Material shown Block Start

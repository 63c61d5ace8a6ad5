use std::hash::{BuildHasher, RandomState};
use std::io;
use std::path::Path;

use crate::bucket::{BucketIndex, BucketWord, Probe};
use crate::error::{Result, TableError};
use crate::layout::{self, Header, Layout, ValueKind, HEADER_SIZE};
use crate::slot::SlotCodec;
use crate::store::MmapFile;

/// A fixed-capacity hash table persisted in a single memory-mapped file.
///
/// `key_size`, `value_size`, `capacity` and `nbuckets` are fixed at
/// creation and never change for the lifetime of the file. Keys must be
/// exactly `key_size` bytes; values are either byte blobs of up to
/// `value_size` bytes or arrays of up to `value_size / 8` doubles, and a
/// table holds one shape or the other, never both.
///
/// The engine does no locking. `&mut self` on the write path rules out
/// in-process races, but nothing stops a second process from mapping the
/// same file; concurrent unsynchronized writers can interleave partial
/// slot writes and corrupt a slot. Callers needing multiple writers must
/// serialize externally. Concurrent read-only mappings with no writer
/// active are safe. All operations are synchronous and run to completion.
///
/// Durability is best-effort through the shared mapping: writes reach the
/// file when the OS flushes, or on [`FixedTable::flush`]. A crash in the
/// middle of an insert can leave a torn slot; no repair pass exists.
#[derive(Debug)]
pub struct FixedTable {
    store: MmapFile,
    header: Header,
    layout: Layout,
    codec: SlotCodec,
    index: BucketIndex,
}

impl FixedTable {
    /// Creates a new table file at `path` and maps it.
    ///
    /// The file is sized from the four parameters, zero-initialized (all
    /// buckets empty) and stamped with a header carrying a fresh hash
    /// seed. Fails with `AlreadyExists` if the path exists; overwriting
    /// must be an explicit, separate step by the caller.
    pub fn create<P: AsRef<Path>>(
        path: P,
        key_size: usize,
        value_size: usize,
        capacity: usize,
        nbuckets: usize,
    ) -> Result<Self> {
        layout::validate_params(key_size, value_size, capacity, nbuckets)?;
        let path = path.as_ref();
        let layout = Layout::compute(key_size, value_size, capacity, nbuckets);

        let mut store = match MmapFile::create(path, layout.file_size as u64) {
            Err(e) if e.kind() == io::ErrorKind::AlreadyExists => {
                return Err(TableError::AlreadyExists(path.to_path_buf()));
            }
            other => other?,
        };

        let header = Header {
            key_size: key_size as u32,
            value_size: value_size as u32,
            capacity: capacity as u32,
            nbuckets: nbuckets as u32,
            seed: RandomState::new().hash_one(path.as_os_str()),
            fill: 0,
            value_kind: 0,
        };
        store.as_mut()[..HEADER_SIZE].copy_from_slice(&header.to_bytes());
        store.flush()?;

        Ok(Self::from_parts(store, header, layout))
    }

    /// Maps an existing table file read-write.
    ///
    /// Fails with `NotFound` if the path is missing and with
    /// `IncompatibleFormat` if the header does not validate or the file
    /// size disagrees with the layout the header describes.
    pub fn open<P: AsRef<Path>>(path: P) -> Result<Self> {
        let path = path.as_ref();
        let store = match MmapFile::open(path) {
            Err(e) if e.kind() == io::ErrorKind::NotFound => {
                return Err(TableError::NotFound(path.to_path_buf()));
            }
            other => other?,
        };

        let header = Header::from_bytes(store.as_ref())?;
        let layout = Layout::for_header(&header);
        if layout.file_size != store.len() {
            return Err(TableError::IncompatibleFormat(format!(
                "file is {} bytes, header describes a {}-byte table",
                store.len(),
                layout.file_size
            )));
        }
        if header.fill > header.capacity {
            return Err(TableError::IncompatibleFormat(format!(
                "fill {} exceeds capacity {}",
                header.fill, header.capacity
            )));
        }
        if header.value_kind != 0 && ValueKind::from_tag(header.value_kind).is_none() {
            return Err(TableError::IncompatibleFormat(format!(
                "unknown value kind tag {}",
                header.value_kind
            )));
        }

        Ok(Self::from_parts(store, header, layout))
    }

    fn from_parts(store: MmapFile, header: Header, layout: Layout) -> Self {
        let codec = SlotCodec::new(header.key_size as usize, header.value_size as usize);
        let index = BucketIndex::new(header.nbuckets as usize, header.seed);
        Self {
            store,
            header,
            layout,
            codec,
            index,
        }
    }

    /// Number of occupied entries
    pub fn len(&self) -> usize {
        self.header.fill as usize
    }

    pub fn is_empty(&self) -> bool {
        self.header.fill == 0
    }

    pub fn capacity(&self) -> usize {
        self.header.capacity as usize
    }

    pub fn key_size(&self) -> usize {
        self.header.key_size as usize
    }

    pub fn value_size(&self) -> usize {
        self.header.value_size as usize
    }

    pub fn nbuckets(&self) -> usize {
        self.header.nbuckets as usize
    }

    /// The value shape this table holds, or `None` before the first insert
    pub fn value_kind(&self) -> Option<ValueKind> {
        ValueKind::from_tag(self.header.value_kind)
    }

    /// Inserts a blob value, overwriting in place if the key exists.
    pub fn insert_bytes(&mut self, key: &[u8], value: &[u8]) -> Result<()> {
        self.insert_with(key, ValueKind::Bytes, |codec, region| {
            codec.encode_bytes(region, key, value)
        })
    }

    /// Inserts an array of doubles, overwriting in place if the key exists.
    pub fn insert_f64s(&mut self, key: &[u8], values: &[f64]) -> Result<()> {
        self.insert_with(key, ValueKind::F64s, |codec, region| {
            codec.encode_f64s(region, key, values)
        })
    }

    /// Looks up a blob value; `Ok(None)` means the key is absent.
    pub fn get_bytes(&self, key: &[u8]) -> Result<Option<&[u8]>> {
        self.check_key(key)?;
        let Some(stored) = self.value_kind() else {
            return Ok(None);
        };
        if stored != ValueKind::Bytes {
            return Err(TableError::ShapeMismatch {
                stored,
                requested: ValueKind::Bytes,
            });
        }
        match self.probe_key(key) {
            Probe::Found { slot, .. } => self.codec.decode_bytes(self.slot(slot)).map(Some),
            _ => Ok(None),
        }
    }

    /// Looks up an array of doubles; `Ok(None)` means the key is absent.
    pub fn get_f64s(&self, key: &[u8]) -> Result<Option<Vec<f64>>> {
        self.check_key(key)?;
        let Some(stored) = self.value_kind() else {
            return Ok(None);
        };
        if stored != ValueKind::F64s {
            return Err(TableError::ShapeMismatch {
                stored,
                requested: ValueKind::F64s,
            });
        }
        match self.probe_key(key) {
            Probe::Found { slot, .. } => self.codec.decode_f64s(self.slot(slot)).map(Some),
            _ => Ok(None),
        }
    }

    /// Flushes dirty pages and syncs the backing file.
    pub fn flush(&self) -> Result<()> {
        self.store.flush()?;
        Ok(())
    }

    /// Releases the table: flushes, then unmaps and closes the file.
    ///
    /// Consuming `self` makes a second release unrepresentable; dropping
    /// the table without calling this unmaps as well, skipping the sync.
    pub fn close(self) -> Result<()> {
        self.flush()
    }

    fn insert_with(
        &mut self,
        key: &[u8],
        kind: ValueKind,
        write: impl FnOnce(&SlotCodec, &mut [u8]) -> Result<()>,
    ) -> Result<()> {
        self.check_key(key)?;
        if let Some(stored) = self.value_kind() {
            if stored != kind {
                return Err(TableError::ShapeMismatch {
                    stored,
                    requested: kind,
                });
            }
        }

        match self.probe_key(key) {
            Probe::Found { slot, .. } => {
                let codec = self.codec;
                write(&codec, self.slot_mut(slot))
            }
            Probe::Vacant { bucket } => {
                if self.header.fill >= self.header.capacity {
                    return Err(TableError::TableFull);
                }
                // Next free slot in the arena; slots are allocated in
                // insertion order and never reclaimed.
                let slot = self.header.fill as usize;
                let codec = self.codec;
                write(&codec, self.slot_mut(slot))?;
                // Publish the slot only after it is fully written.
                self.buckets_mut()[bucket] = BucketWord::full_at(slot);
                self.header.fill += 1;
                self.header.value_kind = kind.tag();
                self.write_header();
                Ok(())
            }
            Probe::Exhausted => Err(TableError::TableFull),
        }
    }

    fn check_key(&self, key: &[u8]) -> Result<()> {
        if key.len() != self.header.key_size as usize {
            return Err(TableError::InvalidKeyLength {
                expected: self.header.key_size as usize,
                got: key.len(),
            });
        }
        Ok(())
    }

    fn probe_key(&self, key: &[u8]) -> Probe {
        self.index
            .probe(self.buckets(), key, |slot| self.codec.key(self.slot(slot)))
    }

    fn buckets(&self) -> &[BucketWord] {
        let range = self.layout.buckets_offset..self.layout.arena_offset;
        bytemuck::cast_slice(&self.store.as_ref()[range])
    }

    fn buckets_mut(&mut self) -> &mut [BucketWord] {
        let range = self.layout.buckets_offset..self.layout.arena_offset;
        bytemuck::cast_slice_mut(&mut self.store.as_mut()[range])
    }

    fn slot(&self, idx: usize) -> &[u8] {
        let start = self.layout.arena_offset + idx * self.layout.slot_size;
        &self.store.as_ref()[start..start + self.layout.slot_size]
    }

    fn slot_mut(&mut self, idx: usize) -> &mut [u8] {
        let start = self.layout.arena_offset + idx * self.layout.slot_size;
        &mut self.store.as_mut()[start..start + self.layout.slot_size]
    }

    fn write_header(&mut self) {
        let bytes = self.header.to_bytes();
        self.store.as_mut()[..HEADER_SIZE].copy_from_slice(&bytes);
    }
}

Material shown Block End

What the task asks>
Read through the entries and copy every line that includes "TableError".

Response below>
use crate::error::{Result, TableError};
                return Err(TableError::AlreadyExists(path.to_path_buf()));
                return Err(TableError::NotFound(path.to_path_buf()));
            return Err(TableError::IncompatibleFormat(format!(
            return Err(TableError::IncompatibleFormat(format!(
            return Err(TableError::IncompatibleFormat(format!(
            return Err(TableError::ShapeMismatch {
            return Err(TableError::ShapeMismatch {
                return Err(TableError::ShapeMismatch {
                    return Err(TableError::TableFull);
            Probe::Exhausted => Err(TableError::TableFull),
            return Err(TableError::InvalidKeyLength {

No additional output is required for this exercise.